Recording and production
Recording for the album commenced in late August 2005 in Rome, Italy. Mixing began in late October 2005. Originally Morrissey was to record the album with producer Jeff Saltzman, however, he could not undertake the project. Early in recording Morrissey's publicist described it, contradictingly, as "the most full-on rock record Morrissey's ever done.

Producer Tony Visconti, of T. Rex and David Bowie fame, took over the production role and Morrissey announced that Ringleader of the Tormentors is to be "the most beautiful—perhaps the most gentle—so far". Visconti wrote on his website:

The musicians recording with Morrissey in Rome were Alain Whyte, Boz Boorer, Jesse Tobias, Gary Day, Michael Farrell and Matt Chamberlain. Chamberlain replaced Dean Butterworth, who decided to continue drumming for the band Good Charlotte. Marco Origel, from the San Francisco area, handled engineering on the album.

Release
The album's opening track, "I Will See You in Far-off Places", was leaked on the internet on 2 February 2006.

"In the Future When All's Well" received some airplay in the United States on alternative rock radio.

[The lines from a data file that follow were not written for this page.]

//! Operators, type tests and explicit phi handling.

use crate::builder::ProgramBuilder;
use crate::environment::TYPE_NAMES;
use crate::error::GenResult;
use crate::program::{BinaryOperator, Comparator, UnaryOperator};
use crate::rule::{CodeGenerator, InputSpec, Inputs, Params};
use crate::types::Capability;

pub(super) fn all() -> Vec<Box<dyn CodeGenerator>> {
    vec![
        Box::new(UnaryOperation),
        Box::new(BinaryOperation),
        Box::new(Comparison),
        Box::new(Phi),
        Box::new(Reassignment),
        Box::new(TypeTest),
        Box::new(InstanceOf),
        Box::new(In),
    ]
}

const ANY: InputSpec = InputSpec::Arity1(Capability::Anything);
const ANY2: InputSpec = InputSpec::Arity2(Capability::Anything, Capability::Anything);

pub struct UnaryOperation;

impl CodeGenerator for UnaryOperation {
    fn name(&self) -> &'static str {
        "unary_operation"
    }

    fn inputs(&self) -> InputSpec {
        ANY
    }

    fn generate(
        &self,
        b: &mut ProgramBuilder<'_>,
        inputs: Inputs,
        _params: &Params,
    ) -> GenResult<()> {
        let value = inputs.one(self.name(), self.inputs())?;
        let op = b.choose(&UnaryOperator::ALL)?;
        b.unary(op, value);
        Ok(())
    }
}

pub struct BinaryOperation;

impl CodeGenerator for BinaryOperation {
    fn name(&self) -> &'static str {
        "binary_operation"
    }

    fn inputs(&self) -> InputSpec {
        ANY2
    }

    fn default_weight(&self) -> usize {
        15
    }

    fn generate(
        &self,
        b: &mut ProgramBuilder<'_>,
        inputs: Inputs,
        _params: &Params,
    ) -> GenResult<()> {
        let (lhs, rhs) = inputs.two(self.name(), self.inputs())?;
        let op = b.choose(&BinaryOperator::ALL)?;
        b.binary(lhs, op, rhs);
        Ok(())
    }
}

pub struct Comparison;

impl CodeGenerator for Comparison {
    fn name(&self) -> &'static str {
        "comparison"
    }

    fn inputs(&self) -> InputSpec {
        ANY2
    }

    fn generate(
        &self,
        b: &mut ProgramBuilder<'_>,
        inputs: Inputs,
        _params: &Params,
    ) -> GenResult<()> {
        let (lhs, rhs) = inputs.two(self.name(), self.inputs())?;
        let comparator = b.choose(&Comparator::ALL)?;
        b.compare(lhs, comparator, rhs);
        Ok(())
    }
}

// ---------------------------------------------------------------------------
// Phis
// ---------------------------------------------------------------------------

pub struct Phi;

impl CodeGenerator for Phi {
    fn name(&self) -> &'static str {
        "phi"
    }

    fn inputs(&self) -> InputSpec {
        ANY
    }

    fn default_weight(&self) -> usize {
        5
    }

    fn generate(
        &self,
        b: &mut ProgramBuilder<'_>,
        inputs: Inputs,
        _params: &Params,
    ) -> GenResult<()> {
        let initial = inputs.one(self.name(), self.inputs())?;
        b.define_phi(initial);
        Ok(())
    }
}

/// Merges the input into a random open phi; does nothing when none is open.
pub struct Reassignment;

impl CodeGenerator for Reassignment {
    fn name(&self) -> &'static str {
        "reassignment"
    }

    fn inputs(&self) -> InputSpec {
        ANY
    }

    fn generate(
        &self,
        b: &mut ProgramBuilder<'_>,
        inputs: Inputs,
        _params: &Params,
    ) -> GenResult<()> {
        let value = inputs.one(self.name(), self.inputs())?;
        match b.rand_phi() {
            Some(phi) => b.merge_into(phi, value),
            None => Ok(()),
        }
    }
}

// ---------------------------------------------------------------------------
// Type tests
// ---------------------------------------------------------------------------

pub struct TypeTest;

impl CodeGenerator for TypeTest {
    fn name(&self) -> &'static str {
        "type_test"
    }

    fn inputs(&self) -> InputSpec {
        ANY
    }

    fn default_weight(&self) -> usize {
        5
    }

    fn generate(
        &self,
        b: &mut ProgramBuilder<'_>,
        inputs: Inputs,
        _params: &Params,
    ) -> GenResult<()> {
        let value = inputs.one(self.name(), self.inputs())?;
        let type_name = b.type_of_value(value);
        let expected = b.choose(TYPE_NAMES)?;
        let expected = b.load_string(expected);
        b.compare(type_name, Comparator::StrictEqual, expected);
        Ok(())
    }
}

pub struct InstanceOf;

impl CodeGenerator for InstanceOf {
    fn name(&self) -> &'static str {
        "instance_of"
    }

    fn inputs(&self) -> InputSpec {
        InputSpec::Arity2(Capability::Anything, Capability::Constructor)
    }

    fn default_weight(&self) -> usize {
        5
    }

    fn generate(
        &self,
        b: &mut ProgramBuilder<'_>,
        inputs: Inputs,
        _params: &Params,
    ) -> GenResult<()> {
        let (value, constructor) = inputs.two(self.name(), self.inputs())?;
        b.instance_of(value, constructor);
        Ok(())
    }
}

pub struct In;

impl CodeGenerator for In {
    fn name(&self) -> &'static str {
        "in"
    }

    fn inputs(&self) -> InputSpec {
        InputSpec::Arity1(Capability::Object)
    }

    fn default_weight(&self) -> usize {
        5
    }

    fn generate(
        &self,
        b: &mut ProgramBuilder<'_>,
        inputs: Inputs,
        _params: &Params,
    ) -> GenResult<()> {
        let object = inputs.one(self.name(), self.inputs())?;
        let name = match b.random_property(object) {
            Some(name) => name,
            None => b.gen_property_name_for_read(),
        };
        let property = b.load_string(name);
        b.is_in(property, object);
        Ok(())
    }
}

Ringleader of the Tormentors was released on 3 April 2006. It became Morrissey's third number 1 album on the UK Albums Chart, selling 62,000 copies in its first week of release in the UK. It was also the first British album charting to include download sales, 1,200 of which were full album downloads of Ringleader of the Tormentors. The album peaked in its debut week at number 27 on the Billboard 200 in the U.S., and according to Nielsen SoundScan, has sold 98,000 in the U.S. as of August 2008.

Reception

Ringleader of the Tormentors received positive reviews from most critics. According to critic review aggregator Metacritic, the album received an average review score of 75/100, based on 34 critical reviews, indicating "Generally favorable reviews".
Andy Gill of The Independent wrote "Musically, it's both tougher and lusher than You Are the Quarry, with proper orchestrations replacing that album's nasty synthetic strings." Stephen Thomas Erlewine of AllMusic wrote "it's easy to enjoy Ringleader of the Tormentors as merely an everyday Morrissey record, but it's hard not to shake the suspicion that this album is the closest he's ever been to forgettable."

Track listing

Personnel
 Morrissey – vocals
 Alain Whyte – guitar, backing vocals
 Boz Boorer – guitar
 Jesse Tobias – guitar
 Gary Day – bass guitar
 Matt Chamberlain – drums
 Michael Farrell – piano, organ, keyboards, trumpet, trombone, percussion

Additional personnel
 Ennio Morricone – string arrangement on "Dear God Please Help Me"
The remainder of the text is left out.